Easiest Mistakes to Make In Spreadsheets

In today’s tutorial, I'm going to explain the most fundamental mistake beginners make when working in spreadsheets, no matter what you use – Google sheets, Microsoft Excel, Apple Numbers, or Libra Office – you might be making this mistake.

I almost think everybody makes this mistake. You might be making this. Even years after first using spreadsheets and you know what, this is a silly mistake to make, and it's not life threatening. No one's ever going to correct you unless there's someone like me who thinks that we can make better sheets thinks that we can do better with our time and get over this mistake.

But once you know what this mistake is, We can recognize it and we can recognize when we're making this mistake. I'll show you some very simple changes that you can make to your spreadsheets as you're making this mistake. And you'll never make this mistake again, or you'll catch yourself very early on and you'll be able to catch others.

What’s the mistake?

Well, the mistake the beginners make mostly is forgetting the relational value of spreadsheets. You may make this mistake early on in a spreadsheet or later on in a spreadsheet. Let's start at the very basics and why this might be a mistake.

Rows are relations. Everything on a row, across a row in a spreadsheet is something that is related to one. and columns are also relations. That means that every cell in a column should be related to each other and every cell in a row should be related to each other. In addition to that, everything on a single sheet or a single tab should be related.

Everything in a worksheet, all the data in a single Google sheets file is related.

When we forget about that, we make this mistake. We make the mistake of adding data or notes or things that just aren't related. The new software that is sort of post-spreadsheet actually exacerbates this problem and exacerbates the mistake. And, in fact, sort of leans into this mistake and doesn't solve it. so something like notion where you can start throwing down ideas and data together, they allow you to make this mistake and they don't solve for it.

This mistake happens that you have some notes, some data, everything there, something like Air Table as well might seem like a solution where you have a record and you can view and edit it in different ways. But it actually makes this mistake easier to make because on some views, you don't see the rows and columns. You start adding more information. You add a notes column and you just fill it with a ton of different things.

You'll notice this problem when you do that. I notice this problem.
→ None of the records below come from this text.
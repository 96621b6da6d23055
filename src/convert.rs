//! Trivial unit-conversion helpers over a total in seconds: division by a
//! scale's `seconds_per_unit`, with a structural [`ConfigError`] when the
//! target scale is disabled.

use crate::error::ConfigError;
use crate::model::{canonical, Scale};

/// Convert a total in seconds into units of `scale`.
pub fn to_scale(seconds: f64, scale: &Scale) -> Result<f64, ConfigError> {
    if !scale.is_enabled() {
        return Err(ConfigError::DisabledScale);
    }
    Ok(seconds / scale.seconds_per_unit)
}

pub fn to_milliseconds(seconds: f64) -> f64 {
    seconds / canonical::MILLISECOND
}

pub fn to_seconds(seconds: f64) -> f64 {
    seconds
}

pub fn to_minutes(seconds: f64) -> f64 {
    seconds / canonical::MINUTE
}

pub fn to_hours(seconds: f64) -> f64 {
    seconds / canonical::HOUR
}

pub fn to_days(seconds: f64) -> f64 {
    seconds / canonical::DAY
}

pub fn to_weeks(seconds: f64) -> f64 {
    seconds / canonical::WEEK
}

pub fn to_months(seconds: f64) -> f64 {
    seconds / canonical::MONTH
}

pub fn to_years(seconds: f64) -> f64 {
    seconds / canonical::YEAR
}

pub fn to_decades(seconds: f64) -> f64 {
    seconds / canonical::DECADE
}

pub fn to_centuries(seconds: f64) -> f64 {
    seconds / canonical::CENTURY
}

#[cfg(test)]
mod tests {
    use super::*;

    #[test]
    fn hours_roundtrip() {
        assert_eq!(to_hours(3600.0), 1.0);
    }

    #[test]
    fn disabled_scale_is_a_structural_error() {
        let err = to_scale(3600.0, &Scale::EMPTY).unwrap_err();
        assert_eq!(err, ConfigError::DisabledScale);
    }

    #[test]
    fn months_use_the_fixed_30_point_5_day_constant() {
        assert_eq!(to_months(canonical::MONTH), 1.0);
        assert_eq!(canonical::MONTH, 30.5 * canonical::DAY);
    }
}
Whenever I see a notes column and see all different kinds of things other than notes, like notes of all different types.
When we can write anything anywhere, and we can even link them, for example, via bidirectional links in Roam, this mistake is made time and time again.

Let's go back and identify when this mistake happens.

I've seen it happen early on when we're starting a new sheet and never gets corrected.

We're in a spreadsheet where you might have some data, like name, date, age, first name, and last name. And you fill these in.

These are related. Everything over across this entire row is related to each other and everything in this column is related to each other.

Then we have a header and that is perfectly fine. Here is the mistake that people make: You usually see someone make a smaller column. They will fill it with black and then they will do some kind of formula beside that smaller column.

We have now created a column. and a row that is not related. This row across is not related to each other. We have this black bar, this visual representation is exactly where we see this mistake. The simplest way to see it is this black bar.

I am fallible myself. I have done this many times, over the course of creating many sheets and it's so easy to fix. We're doing ourselves a favor because we're able to see the analysis in the same view as the data itself. However, here we can make this change and we don't have to continue exacerbating this mistake by just doing command X on the first formula. (It’s cell G2 for this example.)

We create a new tab and call it “unique” and paste it there. If we do command X and cut and paste, we don't have to go back and delete it.

Now what's interesting about this mistake too, is now we know we don't need any more data on this sheet so we can actually do one thing better. One of the biggest pet peeves of mine is having extra columns and extra rows that we don't use.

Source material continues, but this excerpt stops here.